Wednesday, January 12, 2005

ARMSTRONG: WEAK MORALS? BUT OF COURSE...

...he's a Rape-ublican, dontcha know! However, even though 'Pubes like Joe Scarborough are making an even-handed call for pay-2-propagandize to at least be investigated and at most totally cease, this practice will not stop. Everyone who criticizes poor Armstrong Williams (I say "poor" because for all the headache this is causing him, he should've bargained for a lot more money) points out that if he had simply disclosed that he was being paid, all would be well--no scandal would've ensued.

What will happen is that unprincipled pundits will continue to take dough from whoever will give it to them to pimp whatever they're required to, except they will make a point of saying who paid them. It will probably work something like this: "For CNN, I'm Robert Novak, and my hateful rants about privatization today were brought to you by the kind folks at the Social Security Administration." And that will be it. The vast majority of people who watch, listen to, or read such statements will not give them a second thought even though such disclaimers are supposed to raise a red flag about the veracity of the content being presented in a given medium.

The disclaimers will be issued, the pimping and whoring will take place and the public will not even take notice. It will become just a bland part of the discourse and sooner than later, the disclaimers will just be a standard, unnoticed thing for a pundit to say. And if a liberal or a Left-Handed Leftist raises any objections about the veracity of a given paid-opinion segment, the pundits can always defend themselves by saying that they disclosed that they were being paid.

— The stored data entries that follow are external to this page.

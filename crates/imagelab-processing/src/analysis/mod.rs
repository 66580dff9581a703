//! Read-only analyzers that summarize an image instead of producing one.

pub mod histogram;
pub mod regions;

pub use histogram::{HistogramChannel, HistogramReport};
pub use regions::{FaceDetector, Region};

#[cfg(feature = "face-detection")]
pub use regions::CascadeFaceDetector;
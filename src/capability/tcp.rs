use super::{SocketCapability, SocketId, StatsSnapshot};
use crate::{RelayError, Result};

use async_trait::async_trait;
use std::io;
use std::net::SocketAddr;
use std::sync::atomic::{AtomicU64, Ordering};
use std::time::Duration;
use tokio::io::{AsyncReadExt, AsyncWriteExt};
use tokio::net::TcpStream;
use tokio::net::tcp::{OwnedReadHalf, OwnedWriteHalf};
use tokio::sync::Mutex;
use tokio::time::timeout;

/// Capability adapter over an established TCP connection
///
/// The stream is split so the two pump directions can read and write
/// concurrently without contending on one lock.
pub struct TcpCapability {
    id: SocketId,
    peer: SocketAddr,
    reader: Mutex<OwnedReadHalf>,
    writer: Mutex<OwnedWriteHalf>,
    bytes_in: AtomicU64,
    bytes_out: AtomicU64,
}

impl TcpCapability {
    /// Wraps an established stream (from a connect or an accept)
    pub fn new(stream: TcpStream) -> Result<Self> {
        let peer = stream.peer_addr()?;
        let (reader, writer) = stream.into_split();
        Ok(Self {
            id: SocketId::next(),
            peer,
            reader: Mutex::new(reader),
            writer: Mutex::new(writer),
            bytes_in: AtomicU64::new(0),
            bytes_out: AtomicU64::new(0),
        })
    }

    /// Address of the remote peer
    pub fn peer_addr(&self) -> SocketAddr {
        self.peer
    }
}

#[async_trait]
impl SocketCapability for TcpCapability {
    fn id(&self) -> SocketId {
        self.id
    }

    /// Reads from the stream. An elapsed timeout yields `Ok(0)` (spurious
    /// wake); a zero-byte read from the OS is end of stream and surfaces as
    /// a fatal capability error.
    async fn read(&self, buf: &mut [u8], read_timeout: Option<Duration>) -> Result<usize> {
        let mut reader = self.reader.lock().await;
        let n = match read_timeout {
            Some(limit) => match timeout(limit, reader.read(buf)).await {
                Ok(res) => res?,
                Err(_) => return Ok(0),
            },
            None => reader.read(buf).await?,
        };

        if n == 0 && !buf.is_empty() {
            return Err(RelayError::Capability(io::Error::new(
                io::ErrorKind::UnexpectedEof,
                format!("connection closed by {}", self.peer),
            )));
        }

        self.bytes_in.fetch_add(n as u64, Ordering::Relaxed);
        Ok(n)
    }

    async fn write(&self, buf: &[u8]) -> Result<usize> {
        let mut writer = self.writer.lock().await;
        writer.write_all(buf).await?;
        writer.flush().await?;
        self.bytes_out.fetch_add(buf.len() as u64, Ordering::Relaxed);
        Ok(buf.len())
    }

    fn snapshot(&self) -> StatsSnapshot {
        StatsSnapshot {
            bytes_in: self.bytes_in.load(Ordering::Relaxed),
            bytes_out: self.bytes_out.load(Ordering::Relaxed),
        }
    }
}

#[cfg(test)]
mod tests {
    use super::*;
    use tokio::net::TcpListener;

    async fn connected_pair() -> (TcpCapability, TcpStream) {
        let listener = TcpListener::bind("127.0.0.1:0").await.unwrap();
        let addr = listener.local_addr().unwrap();
        let client = TcpStream::connect(addr).await.unwrap();
        let (server, _) = listener.accept().await.unwrap();
        (TcpCapability::new(client).unwrap(), server)
    }

    #[tokio::test]
    async fn read_and_write_update_counters() {
        let (cap, mut peer) = connected_pair().await;

        peer.write_all(b"hello").await.unwrap();
        let mut buf = [0u8; 16];
        let n = cap.read(&mut buf, None).await.unwrap();
        assert_eq!(&buf[..n], b"hello");

        let written = cap.write(b"world!").await.unwrap();
        assert_eq!(written, 6);

        let snapshot = cap.snapshot();
        assert_eq!(snapshot.bytes_in, 5);
        assert_eq!(snapshot.bytes_out, 6);
    }

    #[tokio::test]
    async fn peer_close_is_a_fatal_error() {
        let (cap, peer) = connected_pair().await;
        drop(peer);

        let mut buf = [0u8; 16];
        let err = cap.read(&mut buf, None).await.unwrap_err();
        assert!(matches!(err, RelayError::Capability(_)));
    }

    #[tokio::test]
    async fn read_timeout_is_a_spurious_wake() {
        let (cap, _peer) = connected_pair().await;

        let mut buf = [0u8; 16];
        let n = cap
            .read(&mut buf, Some(Duration::from_millis(20)))
            .await
            .unwrap();
        assert_eq!(n, 0);
    }
}
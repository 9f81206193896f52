//! Connection acquisition against an ordered endpoint list
//!
//! Endpoints are attempted in list order until one yields an established
//! capability. A TCP listener bound for one cycle is stored in a
//! [`ListenerHandle`] so later reconnect cycles re-accept on the same port
//! instead of rebinding.

use crate::capability::{SocketCapability, TcpCapability, UdpCapability};
use crate::endpoint::{Endpoint, Mode, Scheme};
use crate::{RelayError, Result};

use std::sync::Arc;
use tokio::net::{TcpListener, TcpStream};
use tracing::{info, warn};

/// Accept-capable handle kept across reconnect cycles
///
/// Owned by the reconnect supervisor and lent to [`acquire`] each cycle;
/// dropping it stops any further inbound connections.
#[derive(Clone)]
pub enum ListenerHandle {
    Tcp(Arc<TcpListener>),
}

impl ListenerHandle {
    /// Local address the listener is bound to
    pub fn local_addr(&self) -> Result<std::net::SocketAddr> {
        match self {
            ListenerHandle::Tcp(listener) => Ok(listener.local_addr()?),
        }
    }
}

/// Produces one connected capability from an ordered endpoint list.
///
/// Attempts endpoints in order and returns the first success. Fails with
/// [`RelayError::Connection`] once every endpoint has been tried. A listener
/// bound here is stored in `listener` for reuse; on an accept failure the
/// stored handle is cleared so the next attempt rebinds.
pub async fn acquire(
    endpoints: &[Endpoint],
    listener: &mut Option<ListenerHandle>,
) -> Result<Arc<dyn SocketCapability>> {
    if endpoints.is_empty() {
        return Err(RelayError::Connection("no endpoint was provided".into()));
    }

    let mut last_error = String::new();
    for endpoint in endpoints {
        match attempt(endpoint, listener).await {
            Ok(capability) => {
                info!(endpoint = %endpoint, id = %capability.id(), "connection established");
                return Ok(capability);
            }
            Err(e) => {
                warn!(endpoint = %endpoint, error = %e, "connection attempt failed");
                last_error = e.to_string();
            }
        }
    }

    Err(RelayError::Connection(format!(
        "all {} endpoint(s) failed, last error: {last_error}",
        endpoints.len()
    )))
}

async fn attempt(
    endpoint: &Endpoint,
    listener: &mut Option<ListenerHandle>,
) -> Result<Arc<dyn SocketCapability>> {
    match (endpoint.scheme, endpoint.mode) {
        (Scheme::Tcp, Mode::Caller) => {
            let stream = TcpStream::connect(endpoint.addr).await?;
            Ok(Arc::new(TcpCapability::new(stream)?))
        }
        (Scheme::Tcp, Mode::Listener) => {
            let handle = match listener {
                Some(ListenerHandle::Tcp(handle)) => handle.clone(),
                None => {
                    let handle = Arc::new(TcpListener::bind(endpoint.addr).await?);
                    info!(addr = %handle.local_addr()?, "listener bound");
                    *listener = Some(ListenerHandle::Tcp(handle.clone()));
                    handle
                }
            };

            match handle.accept().await {
                Ok((stream, peer)) => {
                    info!(%peer, "accepted connection");
                    Ok(Arc::new(TcpCapability::new(stream)?))
                }
                Err(e) => {
                    // A listener that failed to accept is not trusted again.
                    listener.take();
                    Err(e.into())
                }
            }
        }
        (Scheme::Udp, Mode::Caller) => Ok(Arc::new(UdpCapability::caller(endpoint.addr).await?)),
        (Scheme::Udp, Mode::Listener) => {
            Ok(Arc::new(UdpCapability::listener(endpoint.addr).await?))
        }
    }
}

So the propaganda will continue, maybe even more honestly and upfront, but it will not have one whit of an effect on the way the public perceives the information. The conservatives have already shown this to be true. Limbaugh, Hannity, Coulter, Carlson, Scarborough, Novak, et. al. are unabashed partisan right-wing Republicans (the admission of which is itself a disclaimer and disclosure) but to the vast majority of the public, they still take what those hacks say to be "the facts," not the work of highly paid and highly partisan people with an agenda to promote which colors their every utterance and which should cause people to take their statements with a block of salt.

Mississippi Banning

Why must a few close-minded individuals continue to make fools of all of us who live in Mississippi and/or the south? The Jackson-George County library system banned "America: The Book" because it had pictures of naked people in it. But the pictures in question are clearly not pornographic--they in no way cause arousal or titillate the reader. They are pictures of wrinkly, stout old people. The pictures are clearly for comic effect.

Thank God, though, that even in my unapologetically red state, they had the good sense to overturn this ban in short order. As Jon Stewart pointed out, the library wasn't even open while the ban was in effect. The fact that a Republican state with a Republican governor and a vile, racist history (but which is also the birthplace of rock 'n' roll, the blues, and country music) would come to its senses after four years of Bush with four more on the way does give me a small measure of comfort.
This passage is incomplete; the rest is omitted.